Chronic or recurrent tonsillitis remains important to diagnose and treat due to patient discomfort and infective nature of the condition. There are numerous symptoms that indicate tonsillitis, such as fever, sore throat, bad breath, tonsil stones, snoring, and more.

There are two options for technique when planning a tonsillectomy: extracapsular, known as total tonsillectomy, and intracapsular tonsillectomy.

COBLATION adenotonsillectomy animation

CIT

COBLATION Intracapsular Tonsillectomy, or CIT, is the use of a COBLATION wand to remove all tonsil tissue, while leaving the tonsil capsule in place.

In contrast to total tonsillectomy, a historically more common procedure, CIT leaves the tonsil capsule, a thin, fibrous portion of tissue that separates the tonsil from the underlying muscle, in place. By maintaining the integrity of this capsule, the post-operative benefits include a 64% reduction in risk of post tonsillectomy hemorrhage (PTH), pain free 4.2 days sooner, and a low, 2.2% rate of revision at 5 years post-operatively4-11.

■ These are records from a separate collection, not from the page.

use std::path::{Path, PathBuf};

use anyhow::Context as _;
use clap::{Args, Parser, Subcommand};
use tracing_subscriber::EnvFilter;

use storyreel::{
    AspectRatio, FfprobeProbe, MotionClipProvider, NoMotionProvider, QualityPreset,
    RenderConfig, SiblingClipProvider, Storyboard,
};

#[derive(Parser, Debug)]
#[command(name = "storyreel", version)]
struct Cli {
    #[command(subcommand)]
    cmd: Command,
}

#[derive(Subcommand, Debug)]
enum Command {
    /// Render a storyboard to MP4 (requires `ffmpeg` and `ffprobe` on PATH).
    Render(RenderArgs),
    /// Print the computed timeline as JSON without encoding.
    Plan(InputArgs),
    /// Render the frame shown at one point in time as a PNG.
    Frame(FrameArgs),
}

#[derive(Args, Debug)]
struct InputArgs {
    /// Storyboard JSON.
    #[arg(long)]
    storyboard: PathBuf,

    /// Render configuration JSON; defaults apply when omitted.
    #[arg(long)]
    config: Option<PathBuf>,

    /// For segments with a motion prompt, use a pre-generated `<image stem>.mp4` next to the image.
    #[arg(long)]
    sibling_clips: bool,
}

#[derive(Args, Debug)]
struct RenderArgs {
    #[command(flatten)]
    input: InputArgs,

    /// Override the storyboard's output directory.
    #[arg(long)]
    out_dir: Option<PathBuf>,

    #[arg(long)]
    fps: Option<u32>,

    /// landscape (16:9), portrait (9:16) or square (1:1).
    #[arg(long)]
    aspect: Option<AspectRatio>,

    /// draft, standard or high (`low` and `medium` are accepted aliases).
    #[arg(long)]
    quality: Option<QualityPreset>,

    /// Burn segment text in as subtitles.
    #[arg(long)]
    subtitles: bool,
}

#[derive(Args, Debug)]
struct FrameArgs {
    #[command(flatten)]
    input: InputArgs,

    /// Timeline position in seconds.
    #[arg(long)]
    at: f64,

    /// Output PNG path.
    #[arg(long)]
    out: PathBuf,
}

fn main() -> anyhow::Result<()> {
    tracing_subscriber::fmt()
        .with_env_filter(
            EnvFilter::try_from_default_env().unwrap_or_else(|_| EnvFilter::new("info")),
        )
        .with_writer(std::io::stderr)
        .init();

    let cli = Cli::parse();
    match cli.cmd {
        Command::Render(args) => cmd_render(args),
        Command::Plan(args) => cmd_plan(args),
        Command::Frame(args) => cmd_frame(args),
    }
}

fn load_inputs(args: &InputArgs) -> anyhow::Result<(Storyboard, RenderConfig)> {
    let board = Storyboard::from_path(&args.storyboard)
        .with_context(|| format!("load storyboard '{}'", args.storyboard.display()))?;
    let cfg = match &args.config {
        Some(path) => RenderConfig::from_path(path)
            .with_context(|| format!("load render config '{}'", path.display()))?,
        None => RenderConfig::default(),
    };
    Ok((board, cfg))
}

fn provider(args: &InputArgs) -> Box<dyn MotionClipProvider> {
    if args.sibling_clips {
        Box::new(SiblingClipProvider::default())
    } else {
        Box::new(NoMotionProvider)
    }
}

fn cmd_render(args: RenderArgs) -> anyhow::Result<()> {
    let (mut board, mut cfg) = load_inputs(&args.input)?;
    if let Some(dir) = args.out_dir {
        board.output_dir = dir;
    }
    if let Some(fps) = args.fps {
        cfg.fps = fps;
    }
    if let Some(aspect) = args.aspect {
        cfg.aspect = aspect;
        cfg.resolution = None;
    }
    if let Some(q) = args.quality {
        cfg.quality = q;
    }
    if args.subtitles {
        cfg.subtitles = true;
    }
    cfg.validate()?;

    let provider = provider(&args.input);
    let result = storyreel::render_to_mp4(&board, &cfg, &FfprobeProbe, provider.as_ref())?;
    for s in &result.skipped {
        eprintln!("skipped scene {}: {}", s.number, s.reason);
    }
    println!(
        "{}",
        serde_json::to_string_pretty(&result).context("serialize render result")?
    );
    Ok(())
}

fn cmd_plan(args: InputArgs) -> anyhow::Result<()> {
    let (board, cfg) = load_inputs(&args)?;
    let provider = provider(&args);
    let plan = storyreel::plan_storyboard(&board, &cfg, &FfprobeProbe, provider.as_ref())?;
    println!(
        "{}",
        serde_json::to_string_pretty(&plan).context("serialize timeline plan")?
    );
    Ok(())
}

fn cmd_frame(args: FrameArgs) -> anyhow::Result<()> {
    let (board, cfg) = load_inputs(&args.input)?;
    let provider = provider(&args.input);
    let mut frame =
        storyreel::render_frame_at(&board, &cfg, &FfprobeProbe, provider.as_ref(), args.at)?;
    if frame.premultiplied {
        unpremultiply_in_place(&mut frame.data);
    }

    ensure_parent(&args.out)?;
    image::save_buffer_with_format(
        &args.out,
        &frame.data,
        frame.width,
        frame.height,
        image::ColorType::Rgba8,
        image::ImageFormat::Png,
    )
    .with_context(|| format!("write png '{}'", args.out.display()))?;

    eprintln!("wrote {}", args.out.display());
    Ok(())
}

fn ensure_parent(path: &Path) -> anyhow::Result<()> {
    if let Some(parent) = path.parent()
        && !parent.as_os_str().is_empty()
    {
        std::fs::create_dir_all(parent)
            .with_context(|| format!("create output dir '{}'", parent.display()))?;
    }
    Ok(())
}

fn unpremultiply_in_place(rgba: &mut [u8]) {
    for px in rgba.chunks_exact_mut(4) {
        let a = u32::from(px[3]);
        if a == 0 || a == 255 {
            continue;
        }
        for c in &mut px[..3] {
            *c = ((u32::from(*c) * 255 + a / 2) / a).min(255) as u8;
        }
    }
}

CIT enables surgeons to reduce the likelihood of post-operative complications when compared with total tonsillectomy without sacrificing the efficacy of the procedure. This approach to tonsillectomy is growing in popularity, and 20% of pediatric ENT surgeons in the United States have reported that IT is a part of their practice4.

Total Tonsillectomy

A total tonsillectomy involves the complete removal of all tonsil tissue in the throat, including the lymphatic tissue of the tonsil and the capsule underneath. When performing a total tonsillectomy, choice of technology can have an impact on patient outcomes*12-15.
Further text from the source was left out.